He had killed one of the things that had killed Ghjuvan – the druj, that awful thing, with a strange human mouth and blood-red eyes crazed with hunger and pain and fear. Zoran hadn't seen it happen, either part, not really. Ghju had died, and Zoran had not been there – gone, Matthias reaching through time to draw his attention away to some petty memory about dirt being kicked up and dark eyes watching from the sidelines and murmured apologies, and when he had returned (if this was, indeed, him returned) his sword was lying beside him, stained deeply black with ichor and the druj was lying behind him, looking strangely relieved to be dead, and Ghju was lying in his arms, less a person than some strange, ugly approximation of the same. His face hadn't been a face anymore; there had been an enormous black hole in his chest where his heart should have been. He had rattled in a gasp – or maybe it had rattled out of him, dead as he was – and then he had been gone, and Zoran's arms had closed over nothing.
Someone must have called him away. Thinking that now was the closest Zoran's grief had come to the surface in all the past long hours – someone had called him away (Ghjuvan!), expecting their friend, living and smiling, to appear at their side, as he did, as he always did. Who? Had it been Azula or Ilja? Kinga or Khalore? Ina? His heart lurched for each, and worse each time, until he thought of Ina and could barely breathe. Had they called him because they, too, were in trouble? Maybe he had joined another corpse somewhere in Illéa, two among many while the druj rained down destruction. Who had seen that broken body appear before them in lieu of their comrade, unable to understand, unable to know the awful, ugly way he had been betrayed?
Nez's footsteps sounded closer now. He hadn't spoken to her since they'd left the tunnels, only ensured he knew where she was at all times, that he had his sword near to hand lest she consider some hasty action to hide what she had done. Death begat death; he didn't trust Nez not to play with the odds in that respect. In training, he could have been sure of taking her in a simple one-to-one fight, but she could skew things now. After all, they were both xrafstars.
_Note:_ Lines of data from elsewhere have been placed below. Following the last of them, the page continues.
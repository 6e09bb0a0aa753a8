use bytes::Bytes;
use proptest::prelude::*;
use std::cell::RefCell;
use std::collections::{BTreeMap, BTreeSet, BinaryHeap, HashMap, HashSet, LinkedList, VecDeque};
use std::rc::Rc;
use std::sync::Arc;
use std::time::Duration;
use wirepack::tags::{ARRAY_HEADER, FALSE, MAP_HEADER, NIL, STRING, TRUE};
use wirepack::{
    deserialize, formatter, length, serialize, write_sequence, BufferWriter, CodecError,
    Formattable, ShapeError,
};

#[test]
fn test_empty_vec_is_header_with_zero_count() {
    let bytes = serialize(&Vec::<i32>::new()).unwrap();
    assert_eq!(&bytes[..], &[0xDD, 0x00, 0x00, 0x00, 0x00]);
    assert!(deserialize::<Vec<i32>>(&bytes).unwrap().is_empty());
}

#[test]
fn test_vec_items_follow_the_count() {
    let bytes = serialize(&vec![1i32, 2]).unwrap();
    assert_eq!(
        &bytes[..],
        &[ARRAY_HEADER, 0, 0, 0, 2, 0, 0, 0, 1, 0, 0, 0, 2]
    );
}

#[test]
fn test_nil_and_empty_collections_stay_distinct() {
    assert!(deserialize::<Vec<u8>>(&[NIL]).unwrap().is_empty());
    assert!(deserialize::<HashMap<String, u8>>(&[NIL]).unwrap().is_empty());

    let none: Option<Vec<u8>> = None;
    let empty: Option<Vec<u8>> = Some(Vec::new());
    assert_eq!(&serialize(&none).unwrap()[..], &[NIL]);
    let bytes = serialize(&empty).unwrap();
    assert_eq!(&bytes[..], &[ARRAY_HEADER, 0, 0, 0, 0]);
    assert_eq!(deserialize::<Option<Vec<u8>>>(&bytes).unwrap(), Some(Vec::new()));
}

#[test]
fn test_sequences_keep_order() {
    let queue: VecDeque<u16> = [3, 1, 2].into_iter().collect();
    let decoded: VecDeque<u16> = deserialize(&serialize(&queue).unwrap()).unwrap();
    assert_eq!(decoded, queue);

    let list: LinkedList<String> = ["b", "a"].iter().map(|s| s.to_string()).collect();
    let decoded: LinkedList<String> = deserialize(&serialize(&list).unwrap()).unwrap();
    assert_eq!(decoded, list);

    // Lists and queues share one layout.
    assert_eq!(
        serialize(&queue).unwrap(),
        serialize(&vec![3u16, 1, 2]).unwrap()
    );
}

#[test]
fn test_sets_and_heaps() {
    let ordered: BTreeSet<u32> = [5, 1, 3].into_iter().collect();
    let bytes = serialize(&ordered).unwrap();
    assert_eq!(bytes, serialize(&vec![1u32, 3, 5]).unwrap());
    assert_eq!(deserialize::<BTreeSet<u32>>(&bytes).unwrap(), ordered);

    let hashed: HashSet<String> = ["x", "y", "z"].iter().map(|s| s.to_string()).collect();
    let decoded: HashSet<String> = deserialize(&serialize(&hashed).unwrap()).unwrap();
    assert_eq!(decoded, hashed);

    let heap: BinaryHeap<i8> = [4, -1, 9].into_iter().collect();
    let decoded: BinaryHeap<i8> = deserialize(&serialize(&heap).unwrap()).unwrap();
    assert_eq!(decoded.into_sorted_vec(), vec![-1, 4, 9]);
}

#[test]
fn test_map_layout() {
    let mut map = BTreeMap::new();
    map.insert("k".to_string(), 2u8);
    let bytes = serialize(&map).unwrap();
    assert_eq!(
        &bytes[..],
        &[MAP_HEADER, 0, 0, 0, 1, STRING, 0, 0, 0, 1, b'k', 2]
    );
    assert_eq!(deserialize::<BTreeMap<String, u8>>(&bytes).unwrap(), map);

    let mut hashed = HashMap::new();
    hashed.insert(1u64, vec![true, false]);
    hashed.insert(2u64, Vec::new());
    let decoded: HashMap<u64, Vec<bool>> = deserialize(&serialize(&hashed).unwrap()).unwrap();
    assert_eq!(decoded, hashed);
}

#[test]
fn test_tuple_is_fixed_arity_object() {
    let bytes = serialize(&(7u8, "a".to_string())).unwrap();
    assert_eq!(
        &bytes[..],
        &[ARRAY_HEADER, 0, 0, 0, 2, 7, STRING, 0, 0, 0, 1, b'a']
    );

    let triple = serialize(&(1u8, 2u8, 3u8)).unwrap();
    assert!(matches!(
        deserialize::<(u8, u8)>(&triple),
        Err(CodecError::Shape(ShapeError::CountMismatch {
            expected: 2,
            actual: 3,
            ..
        }))
    ));
}

#[test]
fn test_result_layout() {
    let ok: Result<u32, String> = Ok(5);
    let bytes = serialize(&ok).unwrap();
    assert_eq!(&bytes[..], &[ARRAY_HEADER, 0, 0, 0, 2, TRUE, 0, 0, 0, 5]);
    assert_eq!(deserialize::<Result<u32, String>>(&bytes).unwrap(), ok);

    let err: Result<u32, String> = Err("no".to_string());
    let bytes = serialize(&err).unwrap();
    assert_eq!(bytes[5], FALSE);
    assert_eq!(deserialize::<Result<u32, String>>(&bytes).unwrap(), err);
}

#[test]
fn test_fixed_arrays_check_their_count() {
    let array = [1u16, 2, 3];
    let bytes = serialize(&array).unwrap();
    assert_eq!(bytes, serialize(&vec![1u16, 2, 3]).unwrap());
    assert_eq!(deserialize::<[u16; 3]>(&bytes).unwrap(), array);
    assert!(matches!(
        deserialize::<[u16; 2]>(&bytes),
        Err(CodecError::Shape(ShapeError::CountMismatch {
            expected: 2,
            actual: 3,
            ..
        }))
    ));
}

#[test]
fn test_byte_buffers_share_the_list_layout() {
    let expected = serialize(&vec![b'a', b'b']).unwrap();
    assert_eq!(serialize(&Bytes::from_static(b"ab")).unwrap(), expected);
    assert_eq!(deserialize::<Bytes>(&expected).unwrap(), Bytes::from_static(b"ab"));

    let boxed: Box<[u8]> = vec![b'a', b'b'].into_boxed_slice();
    assert_eq!(serialize(&boxed).unwrap(), expected);
    assert_eq!(deserialize::<Box<[u8]>>(&expected).unwrap(), boxed);
}

#[test]
fn test_pointers_are_transparent() {
    let plain = serialize(&"p".to_string()).unwrap();
    assert_eq!(serialize(&Box::new("p".to_string())).unwrap(), plain);
    assert_eq!(serialize(&Rc::new("p".to_string())).unwrap(), plain);
    assert_eq!(serialize(&Arc::new("p".to_string())).unwrap(), plain);

    // The pointer keeps the target's framing inside an Option.
    assert_eq!(
        serialize(&Some(Box::new(1u8))).unwrap(),
        serialize(&Some(1u8)).unwrap()
    );
    let decoded: Arc<String> = deserialize(&plain).unwrap();
    assert_eq!(decoded.as_str(), "p");
}

#[test]
fn test_mutably_borrowed_refcell_fails_to_encode() {
    let cell = RefCell::new(vec![1u8]);
    let guard = cell.borrow_mut();
    assert!(matches!(serialize(&cell), Err(CodecError::Encode(_))));
    drop(guard);
    assert_eq!(serialize(&cell).unwrap(), serialize(&vec![1u8]).unwrap());
}

#[test]
fn test_count_larger_than_input_is_rejected() {
    assert!(matches!(
        deserialize::<Vec<u8>>(&[ARRAY_HEADER, 0, 0, 0, 5, 1]),
        Err(CodecError::Shape(ShapeError::CountExceedsRemaining {
            count: 5,
            remaining: 1
        }))
    ));
    assert!(matches!(
        deserialize::<Vec<u8>>(&[MAP_HEADER, 0, 0, 0, 0]),
        Err(CodecError::Shape(ShapeError::UnexpectedTag {
            expected: ARRAY_HEADER,
            actual: MAP_HEADER
        }))
    ));
}

#[test]
fn test_write_sequence_counts_before_items() {
    let item = formatter::<u32>().unwrap();
    let mut writer = BufferWriter::pooled();
    let written = write_sequence(&mut writer, &*item, (1u32..=3).filter(|n| n % 2 == 1)).unwrap();
    assert_eq!(written, 2);
    let bytes = writer.flush_to_array().unwrap();
    assert_eq!(bytes, serialize(&vec![1u32, 3]).unwrap());
}

#[test]
fn test_length_matches_composite_output() {
    let mut value: BTreeMap<String, Vec<Option<i16>>> = BTreeMap::new();
    value.insert("a".into(), vec![Some(1), None, Some(-3)]);
    value.insert("bc".into(), Vec::new());
    assert_eq!(length(&value).unwrap(), serialize(&value).unwrap().len());
}

/// A header whose count fits the input but whose items would need far more memory than the input.
fn oversized_header(tag: u8, count: u32) -> Vec<u8> {
    let mut bytes = vec![tag];
    bytes.extend_from_slice(&count.to_be_bytes());
    bytes.resize(5 + count as usize, 0);
    bytes
}

#[test]
fn test_large_count_of_large_items_fails_cleanly() {
    let bytes = oversized_header(ARRAY_HEADER, 4_000_000);
    assert!(matches!(
        deserialize::<Vec<[u64; 4096]>>(&bytes),
        Err(CodecError::Shape(ShapeError::UnexpectedTag {
            expected: ARRAY_HEADER,
            actual: 0
        }))
    ));
    assert!(deserialize::<VecDeque<[u64; 4096]>>(&bytes).is_err());

    let bytes = oversized_header(MAP_HEADER, 4_000_000);
    assert!(matches!(
        deserialize::<HashMap<u64, [u64; 4096]>>(&bytes),
        Err(CodecError::Shape(ShapeError::UnexpectedTag {
            expected: ARRAY_HEADER,
            actual: 0
        }))
    ));
}

#[test]
fn test_collections_grow_past_the_initial_reservation() {
    let value: Vec<[u64; 64]> = (0..300).map(|n| [n as u64; 64]).collect();
    let bytes = serialize(&value).unwrap();
    assert_eq!(deserialize::<Vec<[u64; 64]>>(&bytes).unwrap(), value);
}

fn assert_exact_length<T: Formattable>(value: &T) {
    let bytes = serialize(value).unwrap();
    assert_eq!(
        length(value).unwrap(),
        bytes.len(),
        "{}",
        std::any::type_name::<T>()
    );
}

#[test]
fn test_length_is_exact_for_every_builtin_shape() {
    assert_exact_length(&());
    assert_exact_length(&(7u8,));
    assert_exact_length(&(1u8, "ab".to_string(), -3i64));
    assert_exact_length(&(1u8, 2u16, 3u32, 4u64, 5i8, 6i16, 7i32, "eight".to_string()));
    assert_exact_length(&Ok::<u32, String>(5));
    assert_exact_length(&Err::<u32, String>("bad".into()));
    assert_exact_length(&Duration::new(5, 7));
    assert_exact_length(&[1u16, 2, 3]);
    assert_exact_length(&["x".to_string(), String::new()]);
    assert_exact_length(&vec![1u32, 2].into_boxed_slice());
    assert_exact_length(&Bytes::from_static(b"abc"));
    assert_exact_length(&[3u8, 1].into_iter().collect::<HashSet<_>>());
    assert_exact_length(&[3i32, 9, 1].into_iter().collect::<BinaryHeap<_>>());
    assert_exact_length(&["b", "a"].map(String::from).into_iter().collect::<BTreeSet<_>>());
    assert_exact_length(&VecDeque::from(vec![1.5f32, -0.0]));
    assert_exact_length(&LinkedList::from(['a', 'é']));
    assert_exact_length(&None::<Vec<u8>>);
    assert_exact_length(&Some(Vec::<u8>::new()));
    assert_exact_length(&Some(Some(3u64)));
    assert_exact_length(&Box::new(9u32));
    assert_exact_length(&Rc::new("rc".to_string()));
    assert_exact_length(&Arc::new(vec![true, false]));
    assert_exact_length(&RefCell::new(usize::MAX));
    assert_exact_length(&Option::<bool>::None);
    assert_exact_length(&-1isize);

    let mut map: HashMap<String, Vec<Option<i8>>> = HashMap::new();
    map.insert("k".into(), vec![Some(1), None]);
    map.insert("empty".into(), Vec::new());
    assert_exact_length(&map);
}

proptest! {
    #[test]
    fn prop_vec_round_trips(value in prop::collection::vec(any::<u32>(), 0..32)) {
        let bytes = serialize(&value).unwrap();
        prop_assert_eq!(bytes.len(), length(&value).unwrap());
        prop_assert_eq!(bytes.len(), 5 + 4 * value.len());
        prop_assert_eq!(deserialize::<Vec<u32>>(&bytes).unwrap(), value);
    }

    #[test]
    fn prop_map_round_trips(value in prop::collection::hash_map(".{0,8}", any::<i64>(), 0..16)) {
        let bytes = serialize(&value).unwrap();
        prop_assert_eq!(bytes.len(), length(&value).unwrap());
        prop_assert_eq!(deserialize::<HashMap<String, i64>>(&bytes).unwrap(), value);
    }

    #[test]
    fn prop_tuple_round_trips(value in (any::<u8>(), ".{0,8}", any::<Option<i16>>())) {
        let bytes = serialize(&value).unwrap();
        prop_assert_eq!(bytes.len(), length(&value).unwrap());
        prop_assert_eq!(deserialize::<(u8, String, Option<i16>)>(&bytes).unwrap(), value);
    }

    #[test]
    fn prop_result_round_trips(value in any::<std::result::Result<u16, String>>()) {
        let bytes = serialize(&value).unwrap();
        prop_assert_eq!(bytes.len(), length(&value).unwrap());
        prop_assert_eq!(
            deserialize::<std::result::Result<u16, String>>(&bytes).unwrap(),
            value
        );
    }

    #[test]
    fn prop_optional_vec_round_trips(
        value in proptest::option::of(prop::collection::vec(any::<i8>(), 0..16))
    ) {
        let bytes = serialize(&value).unwrap();
        prop_assert_eq!(bytes.len(), length(&value).unwrap());
        prop_assert_eq!(deserialize::<Option<Vec<i8>>>(&bytes).unwrap(), value);
    }
}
But only one of them was a Warrior.
There, in the tunnels, he had withheld some more hideous sound – contained but barely – and asked her why, why she had done that, why she had killed him. She had told him some lie about panicking. In the reflection of those cold, snake-like eyes, he had seen her die a dozen times over, each future fracturing into the next, nastier, iteration – at Khalore's hands, with Kinga's sword, to Ilja's knives. Once, to Ina, and that had scared him, though he couldn't articulate why. But it had been a constant. Nez had no chance otherwise. The poor girl, he had thought, despite himself, despite the anger curdling in his chest. The poor girl didn't know that she had signed her own death warrant. Warriors did not forgive the death of their own.
In a kinder moment, he would have searched for ways to help her to avert this fate. But the kind parts of Zoran were, in this moment, gone – absent or frozen, amputated or cauterised.
So instead, they marched through the forest in silence, seeing no druj, until, after several hours had passed, Nez said, "how, exactly, do you intend to find this body?"
Zoran ignored her. He had promised Ina that he would come back. He did not intend to delay on making good that promise. Even if that meant wrangling his curse; even if that meant interpreting Matthias' nonsense notes come hell-or-high-water; even if that meant crossing every forsaken inch of this forest in search of the thing that had once been Mielikki. They hadn't been apart for longer than a half-day in the last six months; in the last six months, he had not slept a single night through. She still screamed. She still had nightmares. She still cried, sometimes, when she woke, though she could not fully explain to him why.
He had never asked her to explain.
He pulled out the notes now, knowing that they would say nothing and mean nothing, only to ripple their edges through his fingers. They were considerably more frayed now than when he had entered this forest first, all those long months ago; for the better part of a year, after all, they had lived on his walls, and covered all the reflective surfaces, and accompanied him to bed and to dreaming. Strings of letters had occupied his mind as he had worked away at whatever table or chair he had promised to fix for the neighbours; it had been almost meditative, like a mantra. He hadn't figured any of them out, of course; he had resigned himself to the idea that Matthias had been, simply, utterly, inevitably, insane.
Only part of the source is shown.